En estos tiempos de aldea global, la prensa escrita no solo brega por sobrevivir ante la expansión del uso e influencia de los medios digitales en manos y control colectivo, sino también por preservar su compromiso de divulgar hechos, y opiniones bajo el abanico de eso que llaman verdad objetiva.
Por el acelerado avance y transformación de la tecnología de la comunicación, puede decirse que el mundo pasa con facilidad por el hoyo de una aguja, tanto así que cualquier suceso se transmite al globo terráqueo a través de cámara y audio manipulado por ciudadanos ordinarios.
La profesión de periodista pierde importancia porque todos pueden serlo y lo son, si ese quehacer se limita a difundir hechos que consideran relevantes, aun sin comprobar que son ciertos o lo que es peor, convencidos de que se trata de una información tóxica.
Ninguna ley de control de lo que se difunde por las redes controlará a miles de millones que transmiten o se expresan sin ningún tipo de condicionante ético o jurídico, pero con el poder de llegar a todo el mundo desde un aparato celular.
Los oleajes virales son en su mayoría controlados por grupos de poder político, económico, sociales o corporativos, lo que constituye la nueva forma de manipulación de las masas, tan efectiva que asombraría a Joseph Goebbels, jefe del Ministerio del Reich para la Ilustración Pública y Propaganda, si llegara a resucitar.

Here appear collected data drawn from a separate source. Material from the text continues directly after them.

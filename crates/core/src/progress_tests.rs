// SPDX-License-Identifier: BUSL-1.1
// Copyright (c) 2026 Alfred Jean LLC

use super::*;
use proptest::prelude::*;

fn update(processed: Option<u64>, total: Option<u64>) -> ProgressUpdate {
    ProgressUpdate { processed, total, entities: BTreeMap::new() }
}

#[test]
fn merge_overrides_present_fields_only() {
    let stored = Progress { processed: 10, total: Some(100), entities: BTreeMap::new() };
    let merged = stored.merged(&update(Some(40), None)).unwrap();
    assert_eq!(merged.processed, 40);
    assert_eq!(merged.total, Some(100));
}

#[test]
fn merge_rejects_processed_over_total_in_update() {
    let err = Progress::default().merged(&update(Some(150), Some(100))).unwrap_err();
    assert_eq!(err, ProgressError::ProcessedExceedsTotal { processed: 150, total: 100 });
}

#[test]
fn merge_rejects_processed_over_stored_total() {
    let stored = Progress { processed: 90, total: Some(100), entities: BTreeMap::new() };
    let err = stored.merged(&update(Some(101), None)).unwrap_err();
    assert_eq!(err, ProgressError::ProcessedExceedsTotal { processed: 101, total: 100 });
}

#[test]
fn merge_without_total_accepts_any_processed() {
    let merged = Progress::default().merged(&update(Some(5_000), None)).unwrap();
    assert_eq!(merged.processed, 5_000);
    assert_eq!(merged.ratio(), None);
}

#[test]
fn merge_replaces_entities_by_name() {
    let mut stored = Progress::default();
    stored.entities.insert("issues".into(), EntityProgress { processed: 1, total: Some(10) });
    stored.entities.insert("commits".into(), EntityProgress { processed: 3, total: None });

    let mut upd = ProgressUpdate::default();
    upd.entities.insert("issues".into(), EntityProgress { processed: 7, total: Some(10) });
    let merged = stored.merged(&upd).unwrap();

    assert_eq!(merged.entities["issues"].processed, 7);
    assert_eq!(merged.entities["commits"].processed, 3);
}

#[test]
fn merge_rejects_entity_over_total() {
    let mut upd = ProgressUpdate::default();
    upd.entities.insert("issues".into(), EntityProgress { processed: 11, total: Some(10) });
    let err = Progress::default().merged(&upd).unwrap_err();
    assert!(matches!(err, ProgressError::EntityExceedsTotal { ref entity, .. } if entity == "issues"));
}

#[test]
fn ratio_handles_empty_total() {
    let progress = Progress { processed: 0, total: Some(0), entities: BTreeMap::new() };
    assert_eq!(progress.ratio(), Some(1.0));
}

#[test]
fn resume_merge_is_last_write_wins_per_entity() {
    let mut stored = ResumeState::new()
        .with("issues", ResumeCursor::Page { page: 3 })
        .with("commits", ResumeCursor::After { token: "abc".into() });
    stored.merge(ResumeState::new().with("issues", ResumeCursor::Page { page: 9 }));

    assert_eq!(stored.get("issues"), Some(&ResumeCursor::Page { page: 9 }));
    assert_eq!(stored.get("commits"), Some(&ResumeCursor::After { token: "abc".into() }));
    assert_eq!(stored.len(), 2);
}

#[test]
fn resume_state_serializes_as_object() {
    let state = ResumeState::new().with("issues", ResumeCursor::Page { page: 2 });
    let json = serde_json::to_value(&state).unwrap();
    assert_eq!(json, serde_json::json!({ "issues": { "kind": "page", "page": 2 } }));

    let parsed: ResumeState = serde_json::from_value(json).unwrap();
    assert_eq!(parsed, state);
}

proptest! {
    #[test]
    fn processed_over_total_is_never_clamped(processed in 0u64..10_000, total in 0u64..10_000) {
        let result = Progress::default().merged(&update(Some(processed), Some(total)));
        if processed > total {
            prop_assert!(result.is_err());
        } else {
            let merged = result.unwrap();
            prop_assert_eq!(merged.processed, processed);
            prop_assert_eq!(merged.total, Some(total));
        }
    }
}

¿Qué es la verdad? ¿Cómo identificarla? Poder comprobar la veracidad absoluta de una información puede ser una quimera, porque la realidad, aunque se configura como objetiva, es decir, independiente a la voluntad de quien la describe, puede ser esencialmente relativa e innominada.
El verdadero poder no está en pretender mentir o acercarse a esa realidad objetiva, sino en la administración de la información, porque quien lo ejerce tiene licencia para manipular los hechos o reencauzar opiniones y sentimientos para lograr una comunicación de retorno conforme a los intereses que promueve o defiende.
Ese poder manipulador al que hago alusión ha sido el que dividió a los periodistas y comunicadores entre “bocinas” e “imparciales”, como forma de descartar o desdibujar la información u opinión que emane de una fuente ideológica contraria a sus pregones mediáticos.
El mejor ejemplo es la suspensión de los comicios del 16 de febrero, sobre la cual se diseñó un ramillete de noticias falsas e insidiosas que logró cambiar la percepción de un colectivo social al que emocionalmente fue trasladado desde Altos de Chavón a la Plaza de la Bandera.
Pese a que una investigación de la OEA determinó que desde el poder no se atentó contra esas elecciones, ninguno de los “comunicadores imparciales” o “líderes de opinión” admitió que consciente o a propia voluntad manipuló noticias falsas.